Despite the massive popularity of movies like “Kick-Ass 2” and “The Avengers,” box-office observers predicted that comic-book based sequel“Kick-Ass 2” would be roundly beaten by a historical drama over the weekend. They were right.
“Lee Daniels’ The Butler” topped the box office over the weekend with a $25 million debut. Starring Forest Whitaker as a character based on a butler who worked in the White House for 34 years, “The Butler” was the last film produced by the late Laura Ziskin, whose producer and executive producer credits included four “Spider-Man” films and “Pretty Woman.”
“Kick-Ass 2” floundered in the #4 spot with just $13.5 million, behind both “We’re the Millers” and “Elysium” from the week before. Liam Hemsworth’s corporate espionage thriller “Paranoia” and Ashton Kutcher’s Steve Jobs biopic, “Jobs,” both bombed. Neither movie debuted in the top five, despite the considerable respective fanbases for the two stars.
“Lee Daniels’ The Butler” was the only one of the weekend’s four widely released new films to receive mostly positive reviews from film critics. The film’s success owed a lot to Oprah Winfrey, who put a great deal of time and effort into promoting her first scripted/live-action film role in more than a decade. “Kick-Ass 2” failed to receive the enthusiastic critical reception of its predecessor, amassing just 28 percent positive reviews, according to Rotten Tomatoes. “Jobs” fared even worse, with 25 percent on the Tomatometer, while “Paranoia” was one of the worst reviewed films of the year, sitting at just 4 percent.

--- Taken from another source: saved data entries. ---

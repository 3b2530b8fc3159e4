//! Serializable view of the board for observers and replays.

use serde::{Deserialize, Serialize};

use crate::cascade::Phase;

#[derive(Debug, Clone, PartialEq, Eq, Default, Serialize, Deserialize)]
pub struct GameSnapshot {
    pub rows: u16,
    pub columns: u16,
    /// Row-major color ids; inactive cells keep the color they were cleared with
    pub colors: Vec<Option<u8>>,
    /// Row-major activity mask
    pub active: Vec<bool>,
    pub score: u32,
    /// Scoring gestures so far; filled in by the session
    pub moves: u32,
    pub possible_moves: u32,
    pub phase: Phase,
}

impl GameSnapshot {
    pub fn clear(&mut self) {
        self.rows = 0;
        self.columns = 0;
        self.colors.clear();
        self.active.clear();
        self.score = 0;
        self.moves = 0;
        self.possible_moves = 0;
        self.phase = Phase::Idle;
    }

    pub fn game_over(&self) -> bool {
        self.phase == Phase::AwaitingInput && self.possible_moves == 0
    }

    /// Color at `row`, `column` if the cell is active
    pub fn live_color(&self, row: usize, column: usize) -> Option<u8> {
        let idx = row * self.columns as usize + column;
        match self.active.get(idx) {
            Some(true) => self.colors.get(idx).copied().flatten(),
            _ => None,
        }
    }
}
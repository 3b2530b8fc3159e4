//! Scoring module - points for cleared cells
//!
//! Every cleared cell is worth a flat amount (5 by default). A score pass may clear
//! several runs; [`ScoreResult`] accumulates them.

use serde::{Deserialize, Serialize};

/// Outcome of one or more cleared runs
#[derive(Debug, Clone, Copy, PartialEq, Eq, Default, Serialize, Deserialize)]
pub struct ScoreResult {
    /// Runs cleared
    pub runs: u32,
    /// Cells deactivated across those runs
    pub cells_cleared: u32,
    pub points: u32,
}

impl ScoreResult {
    /// Record one cleared run of `cells` cells
    pub fn add_run(&mut self, cells: usize, points_per_cell: u32) {
        self.runs += 1;
        self.cells_cleared += cells as u32;
        self.points = self
            .points
            .saturating_add(calculate_run_score(cells, points_per_cell));
    }

    /// Fold another result into this one
    pub fn merge(&mut self, other: ScoreResult) {
        self.runs += other.runs;
        self.cells_cleared += other.cells_cleared;
        self.points = self.points.saturating_add(other.points);
    }

    pub fn scored(&self) -> bool {
        self.cells_cleared > 0
    }
}

/// Points for clearing a run of `cells` cells
pub fn calculate_run_score(cells: usize, points_per_cell: u32) -> u32 {
    (cells as u32).saturating_mul(points_per_cell)
}
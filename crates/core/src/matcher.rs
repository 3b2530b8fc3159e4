//! Matcher module - run detection and possible-move counting
//!
//! A run is a cell plus two or more of its neighbors that share its color, where the
//! neighbors are cyclically consecutive (and therefore touch each other). Detection
//! is "first found": each cell reports at most one run per query.
//!
//! The possible-move count is a cheap local estimate of whether the board can still
//! produce a run. It tallies colors around each cell and discards groups that are
//! already aligned, since those are existing matches rather than moves.

use arrayvec::ArrayVec;

use crate::board::Board;
use crate::types::{ColorId, GridPosition, NeighborDirection};

/// Positions forming one run: the origin cell first, then its matching neighbors
pub type Run = ArrayVec<GridPosition, 4>;

/// Tally size at which a color counts as a possible move
const MOVE_THRESHOLD: i32 = 3;

/// Aligned groups that pass through the cell itself
const LINES: [(NeighborDirection, NeighborDirection); 3] = [
    (NeighborDirection::North, NeighborDirection::South),
    (NeighborDirection::NorthEast, NeighborDirection::SouthWest),
    (NeighborDirection::SouthEast, NeighborDirection::NorthWest),
];

/// Aligned groups formed by alternating neighbors around the cell
const TRIANGLES: [[NeighborDirection; 3]; 2] = [
    [
        NeighborDirection::North,
        NeighborDirection::SouthEast,
        NeighborDirection::SouthWest,
    ],
    [
        NeighborDirection::South,
        NeighborDirection::NorthEast,
        NeighborDirection::NorthWest,
    ],
];

/// First run passing through `position`
///
/// Scans neighbors in cyclic order. For the first neighbor that shares the cell's
/// color and has a same-colored previous or next neighbor, returns the cell followed
/// by that neighbor and its matching previous/next neighbors. Empty if no run exists
/// or the cell is inactive.
pub fn runs_through(board: &Board, position: GridPosition) -> Run {
    let mut run = Run::new();
    let Some(color) = board.color_at(position) else {
        return run;
    };

    let ring = board.neighbors_of(position);
    let live = |idx: usize| ring[idx % 6].cell.filter(|&pos| board.color_at(pos) == Some(color));

    for i in 0..6 {
        let Some(current) = live(i) else {
            continue;
        };

        let mut same = ArrayVec::<GridPosition, 3>::new();
        same.push(current);
        if let Some(previous) = live(i + 5) {
            same.push(previous);
        }
        if let Some(next) = live(i + 1) {
            same.push(next);
        }

        if same.len() > 1 {
            run.push(position);
            run.extend(same);
            return run;
        }
    }

    run
}

/// First run on the board, scanning active cells in slot order
pub fn find_first_run(board: &Board) -> Option<Run> {
    board
        .positions()
        .map(|pos| runs_through(board, pos))
        .find(|run| run.len() > 2)
}

/// Local possible-move estimate around `position`
///
/// Tallies the cell's color (weight 1) and every live neighbor's color, subtracts 3
/// for each already-aligned group (lines through the cell in its own color, and the
/// two alternating triangles in any single color), then counts colors whose tally is
/// still at least 3. Inactive cells contribute nothing.
pub fn possible_move_count(board: &Board, position: GridPosition) -> u32 {
    let Some(color) = board.color_at(position) else {
        return 0;
    };

    let ring = board.neighbors_of(position);
    let color_in = |direction: NeighborDirection| {
        ring[direction.index()]
            .cell
            .and_then(|pos| board.color_at(pos))
    };

    let mut tally = Tally::default();
    tally.add(color);
    for neighbor in &ring {
        if let Some(neighbor_color) = neighbor.cell.and_then(|pos| board.color_at(pos)) {
            tally.add(neighbor_color);
        }
    }

    for (a, b) in LINES {
        if color_in(a) == Some(color) && color_in(b) == Some(color) {
            tally.erase(color);
        }
    }

    for [a, b, c] in TRIANGLES {
        if let (Some(ca), Some(cb), Some(cc)) = (color_in(a), color_in(b), color_in(c)) {
            if ca == cb && cb == cc {
                tally.erase(ca);
            }
        }
    }

    tally.moves()
}

/// Sum of [`possible_move_count`] over every active cell; zero means game over
pub fn total_possible_moves(board: &Board) -> u32 {
    board
        .positions()
        .map(|pos| possible_move_count(board, pos))
        .sum()
}

/// Color multiset for one cell and its ring (at most 7 distinct colors)
#[derive(Default)]
struct Tally {
    counts: ArrayVec<(ColorId, i32), 7>,
}

impl Tally {
    fn add(&mut self, color: ColorId) {
        match self.counts.iter_mut().find(|(c, _)| *c == color) {
            Some((_, count)) => *count += 1,
            None => self.counts.push((color, 1)),
        }
    }

    fn erase(&mut self, color: ColorId) {
        if let Some((_, count)) = self.counts.iter_mut().find(|(c, _)| *c == color) {
            *count -= MOVE_THRESHOLD;
        }
    }

    fn moves(&self) -> u32 {
        self.counts
            .iter()
            .filter(|(_, count)| *count >= MOVE_THRESHOLD)
            .count() as u32
    }
}
//! Core game logic module - pure, deterministic, and testable
//!
//! This crate owns the logical state of a hexagonal match-3 board and every rule
//! that mutates it. It has no dependencies on rendering, timing, or input capture:
//!
//! - **Deterministic**: the same seed and the same gestures replay the same game
//! - **Testable**: every rule is a plain synchronous function over a [`Board`]
//! - **Portable**: presentation layers consume ordered [`BoardEvent`]s and pace them
//!
//! # Module Structure
//!
//! - [`adjacency`]: offset-hex neighbor table, the single source of adjacency truth
//! - [`board`]: fixed-size cell storage with swap/deactivate/reactivate primitives
//! - [`palette`]: color buckets and the assignment policy used when painting cells
//! - [`matcher`]: run detection and the possible-move count behind game over
//! - [`layout`]: hex geometry for slot centers and vertex points
//! - [`selection`]: maps a point on a cell to the three-cell group it selects
//! - [`cascade`]: the match → clear → fall → refill state machine
//! - [`scoring`]: points for cleared cells
//! - [`rng`]: seeded color draws
//! - [`snapshot`]: serializable view of the board for observers
//! - [`config`]: TOML-loadable game configuration
//!
//! # Example
//!
//! ```
//! use hexmatch_core::{Cascade, GameConfig};
//!
//! let config = GameConfig::default();
//! let mut cascade = Cascade::new(&config);
//! cascade.generate();
//! cascade.colorize_with_retries(config.max_colorize_attempts).unwrap();
//!
//! // A freshly colorized board never contains a ready-made run.
//! assert_eq!(cascade.score_pass().cells_cleared, 0);
//! ```

pub mod adjacency;
pub mod board;
pub mod cascade;
pub mod config;
pub mod error;
pub mod layout;
pub mod matcher;
pub mod palette;
pub mod rng;
pub mod scoring;
pub mod selection;
pub mod snapshot;

pub use hexmatch_types as types;

// Re-export commonly used types for convenience
pub use adjacency::{neighbor, neighbors, Neighbor};
pub use board::{Board, Cell};
pub use cascade::{BoardEvent, Cascade, CascadeReport, GestureOutcome, PauseKind, Phase};
pub use config::GameConfig;
pub use error::{ColorizeError, ConfigError, SelectionError};
pub use layout::HexLayout;
pub use matcher::{possible_move_count, runs_through, total_possible_moves, Run};
pub use palette::{ColorSpec, Palette};
pub use rng::BoardRng;
pub use scoring::ScoreResult;
pub use selection::SelectionResult;
pub use snapshot::GameSnapshot;
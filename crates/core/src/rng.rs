//! RNG module - seeded color draws
//!
//! All randomness in a game flows through one [`BoardRng`], so a seed fully
//! determines colorization and refills. Backed by ChaCha8 for a stable,
//! platform-independent stream.

use rand::seq::SliceRandom;
use rand::{Rng, SeedableRng};
use rand_chacha::ChaCha8Rng;

/// Seeded random source for palette draws
#[derive(Debug, Clone)]
pub struct BoardRng {
    inner: ChaCha8Rng,
}

impl BoardRng {
    /// Create a new RNG with the given seed
    pub fn new(seed: u64) -> Self {
        Self {
            inner: ChaCha8Rng::seed_from_u64(seed),
        }
    }

    /// Generate random value in range [0, max)
    ///
    /// # Panics
    ///
    /// Panics if `max` is zero.
    pub fn next_index(&mut self, max: usize) -> usize {
        self.inner.random_range(0..max)
    }

    /// Shuffle a slice in place
    pub fn shuffle<T>(&mut self, slice: &mut [T]) {
        slice.shuffle(&mut self.inner);
    }
}

impl Default for BoardRng {
    fn default() -> Self {
        Self::new(crate::types::DEFAULT_SEED)
    }
}
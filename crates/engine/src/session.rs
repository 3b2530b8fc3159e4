use std::collections::VecDeque;

use tracing::{debug, info};

use hexmatch_core::{
    BoardEvent, Cascade, ColorizeError, GameConfig, GameSnapshot, GestureOutcome,
    SelectionResult,
};
use hexmatch_types::{GridPosition, Point, SwipeDirection};

/// Player input
#[derive(Debug, Clone, Copy, PartialEq)]
pub enum Command {
    /// Touch `anchor` at world point `point`
    Select { anchor: GridPosition, point: Point },
    /// Rotate the current selection
    Swipe(SwipeDirection),
    /// Start a new game on the same configuration
    Restart,
}

impl Command {
    /// Whether the command is player input that a busy session drops
    pub fn is_input(&self) -> bool {
        matches!(self, Command::Select { .. } | Command::Swipe(_))
    }
}

/// What a session reports back to its caller
#[derive(Debug, Clone, Copy, PartialEq)]
pub enum SessionEvent {
    Board(BoardEvent),
    Gesture(GestureOutcome),
    /// Possible-move total after the board settled
    MoveCount(u32),
    GameOver { score: u32, moves: u32 },
}

#[derive(Debug, Clone, PartialEq, Eq, thiserror::Error)]
pub enum SessionError {
    #[error("failed to start a game: {0}")]
    Colorize(#[from] ColorizeError),
}

/// A game in progress
#[derive(Debug, Clone)]
pub struct GameSession {
    config: GameConfig,
    cascade: Cascade,
    queue: VecDeque<Command>,
    events: Vec<SessionEvent>,
    selection: Option<SelectionResult>,
    busy: bool,
    started: bool,
    game_over: bool,
    /// Gestures that scored
    moves: u32,
}

impl GameSession {
    pub fn new(config: GameConfig) -> Self {
        let cascade = Cascade::new(&config);
        Self {
            config,
            cascade,
            queue: VecDeque::new(),
            events: Vec::new(),
            selection: None,
            busy: false,
            started: false,
            game_over: false,
            moves: 0,
        }
    }

    /// Generate and colorize a fresh board
    ///
    /// Returns the number of colorize attempts it took.
    pub fn start(&mut self) -> Result<u32, SessionError> {
        self.cascade.generate();
        self.queue.clear();
        self.selection = None;
        self.busy = false;
        self.game_over = false;
        self.moves = 0;
        self.started = false;

        let attempts = self
            .cascade
            .colorize_with_retries(self.config.max_colorize_attempts)?;
        self.started = true;
        self.forward_board_events();

        let possible = self.cascade.total_possible_moves();
        info!(
            rows = self.config.rows,
            columns = self.config.columns,
            seed = self.config.seed,
            attempts,
            possible_moves = possible,
            "game started"
        );
        self.report_moves(possible);
        Ok(attempts)
    }

    /// Queue a command for the next [`tick`](Self::tick)
    ///
    /// Input is dropped while the session is busy, before it has started, or
    /// after the game is over. Returns whether the command was queued.
    pub fn submit(&mut self, command: Command) -> bool {
        if command.is_input() {
            if let Some(reason) = self.input_blocked() {
                debug!(?command, reason, "input dropped");
                return false;
            }
        }
        self.queue.push_back(command);
        true
    }

    /// Apply the oldest queued command
    ///
    /// Returns false when the queue was empty.
    pub fn tick(&mut self) -> Result<bool, SessionError> {
        let Some(command) = self.queue.pop_front() else {
            return Ok(false);
        };

        match command {
            Command::Restart => {
                self.start()?;
            }
            command if self.input_blocked().is_some() => {
                debug!(?command, "queued input dropped");
            }
            Command::Select { anchor, point } => self.select(anchor, point),
            Command::Swipe(direction) => self.swipe(direction),
        }
        Ok(true)
    }

    /// Apply every queued command
    pub fn run_pending(&mut self) -> Result<usize, SessionError> {
        let mut applied = 0;
        while self.tick()? {
            applied += 1;
        }
        Ok(applied)
    }

    /// Mark the last gesture as fully presented, accepting input again
    pub fn acknowledge(&mut self) {
        self.busy = false;
    }

    /// Take every event since the last drain, oldest first
    pub fn drain_events(&mut self) -> Vec<SessionEvent> {
        std::mem::take(&mut self.events)
    }

    fn input_blocked(&self) -> Option<&'static str> {
        if !self.started {
            Some("not started")
        } else if self.game_over {
            Some("game over")
        } else if self.busy {
            Some("busy")
        } else {
            None
        }
    }

    fn select(&mut self, anchor: GridPosition, point: Point) {
        match self.cascade.select(anchor, point) {
            Ok(selection) => self.selection = Some(selection),
            Err(err) => {
                debug!(error = %err, "selection rejected");
                self.selection = None;
            }
        }
        self.forward_board_events();
    }

    /// Rotate the current selection, then select the same vertex again so the
    /// player can keep swiping
    fn swipe(&mut self, direction: SwipeDirection) {
        let Some(selection) = self.selection else {
            debug!(direction = direction.as_str(), "swipe without a selection");
            return;
        };

        self.busy = true;
        let outcome = self.cascade.play_gesture(&selection, direction);
        if outcome.scored {
            self.moves += 1;
        }
        self.selection = match self.cascade.select(selection.anchor, selection.input) {
            Ok(reselected) => Some(reselected),
            Err(err) => {
                debug!(error = %err, "selection lost after gesture");
                None
            }
        };
        self.forward_board_events();
        self.events.push(SessionEvent::Gesture(outcome));

        info!(
            anchor = %selection.anchor,
            direction = direction.as_str(),
            rotations = outcome.rotations,
            points = outcome.report.points,
            score = self.cascade.score(),
            "gesture played"
        );
        self.report_moves(outcome.report.possible_moves);
    }

    fn report_moves(&mut self, possible: u32) {
        self.events.push(SessionEvent::MoveCount(possible));
        if possible == 0 {
            self.game_over = true;
            let score = self.cascade.score();
            info!(score, moves = self.moves, "game over");
            self.events.push(SessionEvent::GameOver {
                score,
                moves: self.moves,
            });
        }
    }

    fn forward_board_events(&mut self) {
        self.events.extend(
            self.cascade
                .drain_events()
                .into_iter()
                .map(SessionEvent::Board),
        );
    }

    pub fn cascade(&self) -> &Cascade {
        &self.cascade
    }

    pub fn config(&self) -> &GameConfig {
        &self.config
    }

    pub fn selection(&self) -> Option<&SelectionResult> {
        self.selection.as_ref()
    }

    pub fn pending(&self) -> usize {
        self.queue.len()
    }

    pub fn is_busy(&self) -> bool {
        self.busy
    }

    pub fn is_started(&self) -> bool {
        self.started
    }

    pub fn is_game_over(&self) -> bool {
        self.game_over
    }

    pub fn moves(&self) -> u32 {
        self.moves
    }

    pub fn score(&self) -> u32 {
        self.cascade.score()
    }

    pub fn total_possible_moves(&self) -> u32 {
        self.cascade.total_possible_moves()
    }

    pub fn snapshot(&self) -> GameSnapshot {
        let mut snap = self.cascade.snapshot();
        snap.moves = self.moves;
        snap
    }
}
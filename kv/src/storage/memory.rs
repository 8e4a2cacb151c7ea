use crate::error::CResult;
use crate::storage::engine::Engine;
use crate::storage::{merge_on_write, Status};

/// An in-memory `Engine`, backed by a `BTreeMap`. Used in tests and
/// benches where persistence isn't needed.
#[derive(Default)]
pub struct Memory {
    data: std::collections::BTreeMap<Vec<u8>, Vec<u8>>,
}

impl Memory {
    /// Creates a Memory key-value storage engine.
    pub fn new() -> Self {
        Self { data: std::collections::BTreeMap::new() }
    }
}

impl std::fmt::Display for Memory {
    fn fmt(&self, f: &mut std::fmt::Formatter<'_>) -> std::fmt::Result {
        write!(f, "memory")
    }
}

impl Engine for Memory {
    fn delete(&mut self, key: &[u8]) -> CResult<()> {
        self.data.remove(key);
        Ok(())
    }

    fn flush(&mut self) -> CResult<()> {
        Ok(())
    }

    fn get(&mut self, key: &[u8]) -> CResult<Option<Vec<u8>>> {
        Ok(self.data.get(key).cloned())
    }

    fn set(&mut self, key: &[u8], value: Vec<u8>) -> CResult<()> {
        let value = merge_on_write(self.data.get(key).map(|v| v.as_slice()), value)?;
        self.data.insert(key.to_vec(), value);
        Ok(())
    }

    fn status(&mut self) -> CResult<Status> {
        Ok(Status {
            name: self.to_string(),
            keys: self.data.len() as u64,
            size: self.data.iter().fold(0, |size, (k, v)| size + k.len() as u64 + v.len() as u64),
            total_disk_size: 0,
            live_disk_size: 0,
            garbage_disk_size: 0,
        })
    }
}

“The Butler” was produced for just $30 million and has been called the first true Academy Awards contender of the year. The prospects look great for the latest film from Oscar kingmakers the Weinstein Company, particularly with so few “grownup dramas” in the marketplace. Audiences who saw “Lee Daniels’ The Butler” assigned it a CinemaScore of “A.”
“Kick-Ass” earned only $48.1 million domestically in 2010, but its success on DVD and on-demand services was enough for Universal to push forward with a sequel. It’s the latest in a string of comic-based sequels that failed to live up to the original’s success, including “Red 2,” “The Wolverine” and “The Smurfs 2” (yes, the Smurfs got their start on the printed page). The fact that the film’s biggest star, Jim Carrey, withdrew his endorsement of the film due to its extreme violence certainly didn’t help.
There’s no denying the courage it must’ve taken for Ashton Kutcher to play Apple visionary Steve Jobs, particularly so soon after the cultural icon’s death. Despite the star’s creative bravery, “Jobs” made a meager $6.7 million over the weekend. Jobs’ Apple co-founder Steve Wozniak has been critical of the film and audiences who saw it gave it a “B-” CinemaScore.
Despite supporting turns from screen legend Harrison Ford and Oscar-nominated actor Gary Oldman, “Paranoia” couldn’t withstand the competition at the box office. The thriller starring Liam Hemsworth, brother to Chris Hemsworth aka Thor, earned an extremely low $3.5 million in its opening weekend. “Paranoia” received a “C+” CinemaScore from audiences.
R-rated comedy “We’re the Millers” held onto the #2 spot for a second consecutive weekend, making $17.8 million for a two-week total of $69.5 million. “Millers” reunited “Horrible Bosses” co-stars Jason Sudeikis and Jennifer Aniston. Last weekend’s #1 movie, “Elysium,” was #3 with $13.6 million. Matt Damon’s $115 million sci-fi flick has made $55.9 million domestically, all but ensuring “Elysium” will end up doing less business than filmmaker Neill Blomkamp’s much-beloved debut, “District 9.”
Disney’s “Planes,” once intended to go direct-to-DVD, rounded out the top five with $13.1 million for a $45 million two week total. The “Cars” spinoff, featuring Dane Cook in the lead voice role, was produced by DisneyToons for about $50 million. This weekend will be the third in a row to see four new films vying for the top spot. But unlike last weekend, the majority of them are getting great reviews: “The World’s End,” “You’re Next” and “The Frozen Ground,” in that order. Only the big-screen adaptation of “The Mortal Instruments: City of Bones” has yet to receive commentary from major film critics.